━━━━━ Records to use ━━━━━

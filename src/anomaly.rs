//! # Anomaly conversions
//!
//! Pure conversions between the three anomalies of a single elliptic orbit:
//!
//! * **Mean anomaly** `M` – uniform angle since periastron, `M = 2π (t − T0) / T`.
//! * **Eccentric anomaly** `E` – related to `M` by Kepler's equation `M = E − e·sin E`
//!   (the inverse direction is solved numerically in [`crate::kepler`]).
//! * **True anomaly** `ν` – geometric angle from periastron seen from the focus.
//!
//! Mean anomalies are never wrapped: every downstream function is 2π-periodic, so
//! negative or large values are accepted as-is. True anomalies come out in `(−π, π]`.

use itertools::izip;

use std::f64::consts::PI;

use crate::constants::{Day, Radian, DPI};

/// Bring an angle from `(−2π, 2π]` back into `(−π, π]`.
#[inline]
fn wrap_half_turn(angle: Radian) -> Radian {
    if angle > PI {
        angle - DPI
    } else if angle <= -PI {
        angle + DPI
    } else {
        angle
    }
}

/// Mean anomaly at time `t` for an orbit of period `period` with periastron at `periastron_epoch`.
///
/// Arguments
/// ---------
/// * `t` – sample time.
/// * `period` – orbital period `T` (same unit as `t`).
/// * `periastron_epoch` – `T0` (same unit as `t`).
///
/// Return
/// ------
/// * `M = ((t − T0) / T)·2π`, unwrapped.
#[inline]
pub fn mean_anomaly(t: Day, period: Day, periastron_epoch: Day) -> Radian {
    (t - periastron_epoch) / period * DPI
}

/// Elementwise [`mean_anomaly`] over a time sample sequence.
pub fn mean_anomalies(times: &[Day], period: Day, periastron_epoch: Day) -> Vec<Radian> {
    let mean_motion = DPI / period;
    times
        .iter()
        .map(|&t| (t - periastron_epoch) * mean_motion)
        .collect()
}

/// True anomaly from eccentric anomaly.
///
/// Uses the half-angle form with the two-argument arctangent,
/// `ν = 2·atan2(√(1+e)·sin(E/2), √(1−e)·cos(E/2))`, which keeps the correct quadrant
/// over the full range of `E`, including `E ≈ π`. The raw half-angle result lies in
/// `(−2π, 2π]` and is folded back by one turn.
///
/// Return
/// ------
/// * `ν` in `(−π, π]`. Both `E = −π` and `E = π` map to `ν = π`, so
///   `true_anomaly(−E) == −true_anomaly(E)` holds only modulo 2π at that boundary.
#[inline]
pub fn true_anomaly(eccentric_anomaly: Radian, e: f64) -> Radian {
    let half = eccentric_anomaly / 2.0;
    wrap_half_turn(2.0 * ((1.0 + e).sqrt() * half.sin()).atan2((1.0 - e).sqrt() * half.cos()))
}

/// Elementwise [`true_anomaly`].
pub fn true_anomalies(eccentric_anomalies: &[Radian], e: f64) -> Vec<Radian> {
    let (sqrt_1pe, sqrt_1me) = ((1.0 + e).sqrt(), (1.0 - e).sqrt());
    eccentric_anomalies
        .iter()
        .map(|&ecc| {
            let half = ecc / 2.0;
            wrap_half_turn(2.0 * (sqrt_1pe * half.sin()).atan2(sqrt_1me * half.cos()))
        })
        .collect()
}

/// Eccentric anomaly from true anomaly (inverse of [`true_anomaly`]).
///
/// Return
/// ------
/// * `E = 2·atan2(√(1−e)·sin(ν/2), √(1+e)·cos(ν/2))`, in `(−π, π]`.
#[inline]
pub fn eccentric_from_true(true_anomaly: Radian, e: f64) -> Radian {
    let half = true_anomaly / 2.0;
    2.0 * ((1.0 - e).sqrt() * half.sin()).atan2((1.0 + e).sqrt() * half.cos())
}

/// Mean anomaly from eccentric anomaly (forward Kepler equation, `M = E − e·sin E`).
#[inline]
pub fn mean_from_eccentric(eccentric_anomaly: Radian, e: f64) -> Radian {
    eccentric_anomaly - e * eccentric_anomaly.sin()
}

/// Residual of Kepler's equation `M − E + e·sin E` for each aligned `(M, E)` pair.
pub fn kepler_residuals(
    mean_anomalies: &[Radian],
    eccentric_anomalies: &[Radian],
    e: f64,
) -> Vec<f64> {
    izip!(mean_anomalies, eccentric_anomalies)
        .map(|(&m, &ecc)| m - mean_from_eccentric(ecc, e))
        .collect()
}

#[cfg(test)]
mod anomaly_test {
    use super::*;
    use crate::kepler::principal_angle;
    use approx::{assert_abs_diff_eq, assert_relative_eq};

    /// Difference of two angles wrapped to (−π, π].
    fn wrapped_diff(a: f64, b: f64) -> f64 {
        let d = principal_angle(a - b);
        if d > PI {
            d - DPI
        } else {
            d
        }
    }

    #[test]
    fn test_mean_anomaly() {
        let m = mean_anomaly(0.0, 30.0 * 365.25, 1.88);
        assert_relative_eq!(m, -0.001_078_018_560_574_731_6, epsilon = 1e-15);

        // one full period later the angle grew by exactly 2π
        let m1 = mean_anomaly(1.88 + 10957.5, 10957.5, 1.88);
        assert_relative_eq!(m1, DPI, epsilon = 1e-14);

        let ms = mean_anomalies(&[0.0, 10.0, 20.0], 10957.5, 1.88);
        assert_eq!(ms.len(), 3);
        assert_relative_eq!(ms[0], m, epsilon = 1e-15);
        assert_relative_eq!(ms[2] - ms[1], 10.0 * DPI / 10957.5, epsilon = 1e-15);
    }

    #[test]
    fn test_mean_anomaly_not_wrapped() {
        let m = mean_anomaly(-5.0 * 100.0, 100.0, 0.0);
        assert_relative_eq!(m, -5.0 * DPI, epsilon = 1e-12);
    }

    #[test]
    fn test_true_anomaly_circular() {
        for k in -30..=30 {
            let ecc = k as f64 * 0.1;
            assert_abs_diff_eq!(true_anomaly(ecc, 0.0), ecc, epsilon = 1e-12);
        }
    }

    #[test]
    fn test_true_anomaly_quadrants() {
        let e = 0.6;
        // E slightly past π must land near −π, not near +π
        let nu = true_anomaly(PI + 0.01, e);
        assert!(nu < 0.0);
        assert!(nu > -PI);

        // E slightly before π stays positive
        let nu = true_anomaly(PI - 0.01, e);
        assert!(nu > 0.0 && nu < PI);

        // periastron and apoastron are fixed points
        assert_eq!(true_anomaly(0.0, e), 0.0);
        assert_relative_eq!(true_anomaly(PI, e), PI, epsilon = 1e-12);

        // whole range folded into (−π, π]
        for k in -100..=100 {
            let nu = true_anomaly(k as f64 * 0.37, e);
            assert!(nu > -PI && nu <= PI);
        }

        // ν runs ahead of E between periastron and apoastron
        assert!(true_anomaly(1.0, e) > 1.0);
    }

    #[test]
    fn test_true_anomaly_odd_and_periodic() {
        for &e in &[0.0, 0.1, 0.5, 0.9] {
            for k in -40..=40 {
                let ecc = k as f64 * 0.15 + 0.013;
                let nu = true_anomaly(ecc, e);
                assert_abs_diff_eq!(true_anomaly(-ecc, e), -nu, epsilon = 1e-12);
                assert_abs_diff_eq!(
                    wrapped_diff(true_anomaly(ecc + DPI, e), nu),
                    0.0,
                    epsilon = 1e-12
                );
            }
        }
    }

    #[test]
    fn test_true_anomaly_half_turn_boundary() {
        // ±π fold onto the same end of (−π, π]
        for e in [0.0, 0.3, 0.9] {
            assert_eq!(true_anomaly(PI, e), PI);
            assert_eq!(true_anomaly(-PI, e), PI);
            assert_abs_diff_eq!(
                wrapped_diff(true_anomaly(-PI, e), -true_anomaly(PI, e)),
                0.0,
                epsilon = 1e-15
            );
        }
    }

    #[test]
    fn test_true_anomalies_matches_scalar() {
        let es: Vec<f64> = (0..50).map(|k| -6.0 + k as f64 * 0.25).collect();
        let nus = true_anomalies(&es, 0.3);
        assert_eq!(nus.len(), es.len());
        for (ecc, nu) in es.iter().zip(&nus) {
            assert_eq!(*nu, true_anomaly(*ecc, 0.3));
        }
    }

    #[test]
    fn test_eccentric_true_inverse() {
        for &e in &[0.0, 0.02, 0.3, 0.95] {
            for k in -20..=20 {
                let ecc = k as f64 * 0.15;
                let back = eccentric_from_true(true_anomaly(ecc, e), e);
                assert_abs_diff_eq!(wrapped_diff(back, ecc), 0.0, epsilon = 1e-12);
            }
        }
    }

    #[test]
    fn test_kepler_residuals() {
        let es = [0.0, 1.0, 2.0];
        let ms: Vec<f64> = es.iter().map(|&x| mean_from_eccentric(x, 0.4)).collect();
        for r in kepler_residuals(&ms, &es, 0.4) {
            assert_abs_diff_eq!(r, 0.0, epsilon = 1e-15);
        }
    }
}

━━━━━

| Directions for this task |
Both the line containing "time sample sequence." and the line containing "from eccentric anomaly." belong in the answer. Print them and every line above that falls between them exactly, and no others.

| Task output |
/// Elementwise [`mean_anomaly`] over a time sample sequence.
pub fn mean_anomalies(times: &[Day], period: Day, periastron_epoch: Day) -> Vec<Radian> {
    let mean_motion = DPI / period;
    times
        .iter()
        .map(|&t| (t - periastron_epoch) * mean_motion)
        .collect()
}

/// True anomaly from eccentric anomaly.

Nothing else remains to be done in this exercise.